TASK DETAILS: Check every line of the entries below for "applied", and copy the lines that have it.

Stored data
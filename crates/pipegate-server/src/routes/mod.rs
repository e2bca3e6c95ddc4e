//! HTTP and WebSocket routes.

pub mod health;
pub mod public;
pub mod tunnel;

pub use health::{HealthResponse, health_routes};
pub use public::public_handler;
pub use tunnel::handshake_handler;
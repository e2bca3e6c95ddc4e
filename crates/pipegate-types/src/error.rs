//! Error types for the wire codec.

use thiserror::Error;

/// Result type alias using the codec error type.
pub type Result<T> = std::result::Result<T, Error>;

/// Errors from decoding or encoding a [`crate::WireMessage`].
#[derive(Debug, Error)]
pub enum Error {
    /// The frame was not valid JSON.
    #[error("malformed message: invalid JSON: {0}")]
    InvalidJson(#[from] serde_json::Error),

    /// The frame's `kind` field was present but not `"request"` or `"response"`.
    #[error("malformed message: unknown kind {0:?}")]
    UnknownKind(String),

    /// A required field was missing or had the wrong shape for the frame's kind.
    #[error("malformed message: missing or invalid field {0:?}")]
    MissingField(&'static str),

    /// `status` was outside the 100–599 range required by the wire protocol.
    #[error("malformed message: status {0} out of range 100-599")]
    StatusOutOfRange(u16),

    /// `body` was not valid base64.
    #[error("malformed message: invalid base64 body: {0}")]
    InvalidBase64(#[from] base64::DecodeError),
}
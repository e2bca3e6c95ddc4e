//! Per-IP rate limiting middleware, built on `governor`'s keyed limiter.

use std::net::IpAddr;
use std::num::NonZeroU32;
use std::sync::Arc;

use axum::{
    body::Body,
    extract::{ConnectInfo, Request, State},
    http::StatusCode,
    middleware::Next,
    response::{IntoResponse, Response},
};
use governor::{Quota, RateLimiter, clock::DefaultClock, state::keyed::DefaultKeyedStateStore};
use serde::Serialize;

use crate::state::AppState;

/// Per-IP rate limiter type alias.
pub type PerIpRateLimiter = RateLimiter<IpAddr, DefaultKeyedStateStore<IpAddr>, DefaultClock>;

pub type SharedRateLimiter = Arc<PerIpRateLimiter>;

#[derive(Debug, Serialize)]
struct RateLimitError {
    error: String,
    code: u16,
    retry_after_seconds: u64,
}

/// Create a per-IP rate limiter for `requests_per_minute` (falls back to 60
/// if configured as zero).
pub fn create_rate_limiter(requests_per_minute: u32) -> SharedRateLimiter {
    let quota =
        Quota::per_minute(NonZeroU32::new(requests_per_minute).unwrap_or(NonZeroU32::new(60).unwrap()));
    Arc::new(RateLimiter::keyed(quota))
}

/// Extract the client IP for rate-limit keying: `X-Forwarded-For`, then
/// `X-Real-IP`, then the socket's peer address, then localhost.
fn extract_client_ip(request: &Request<Body>) -> IpAddr {
    if let Some(forwarded) = request
        .headers()
        .get("x-forwarded-for")
        .and_then(|v| v.to_str().ok())
        && let Some(first) = forwarded.split(',').next()
        && let Ok(ip) = first.trim().parse::<IpAddr>()
    {
        return ip;
    }

    if let Some(real_ip) = request
        .headers()
        .get("x-real-ip")
        .and_then(|v| v.to_str().ok())
        && let Ok(ip) = real_ip.trim().parse::<IpAddr>()
    {
        return ip;
    }

    if let Some(connect_info) = request.extensions().get::<ConnectInfo<std::net::SocketAddr>>() {
        return connect_info.0.ip();
    }

    IpAddr::V4(std::net::Ipv4Addr::new(127, 0, 0, 1))
}

/// Rate limiting middleware applied to every route (public and tunnel).
pub async fn rate_limit_middleware(State(state): State<AppState>, request: Request<Body>, next: Next) -> Response {
    if !state.config.rate_limit.enabled {
        return next.run(request).await;
    }

    let client_ip = extract_client_ip(&request);

    match state.rate_limiter.check_key(&client_ip) {
        Ok(_) => next.run(request).await,
        Err(_not_until) => {
            let retry_after = 1u64;
            tracing::warn!(path = %request.uri().path(), %client_ip, "rate limit exceeded");

            (
                StatusCode::TOO_MANY_REQUESTS,
                [("Retry-After", retry_after.to_string())],
                axum::Json(RateLimitError {
                    error: "rate limit exceeded".to_string(),
                    code: 429,
                    retry_after_seconds: retry_after,
                }),
            )
                .into_response()
        }
    }
}

/// Structured request logging, applied to every route (public and tunnel).
pub async fn request_logging_middleware(request: Request<Body>, next: Next) -> Response {
    let method = request.method().clone();
    let path = request.uri().path().to_string();
    let start = std::time::Instant::now();

    let response = next.run(request).await;

    let status = response.status();
    let duration_ms = start.elapsed().as_millis();

    if status.is_server_error() {
        tracing::error!(%method, %path, %status, duration_ms, "request completed with server error");
    } else if status.is_client_error() {
        tracing::warn!(%method, %path, %status, duration_ms, "request completed with client error");
    } else {
        tracing::info!(%method, %path, %status, duration_ms, "request completed");
    }

    response
}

TASK OUTPUT:
/// Rate limiting middleware applied to every route (public and tunnel).
/// Structured request logging, applied to every route (public and tunnel).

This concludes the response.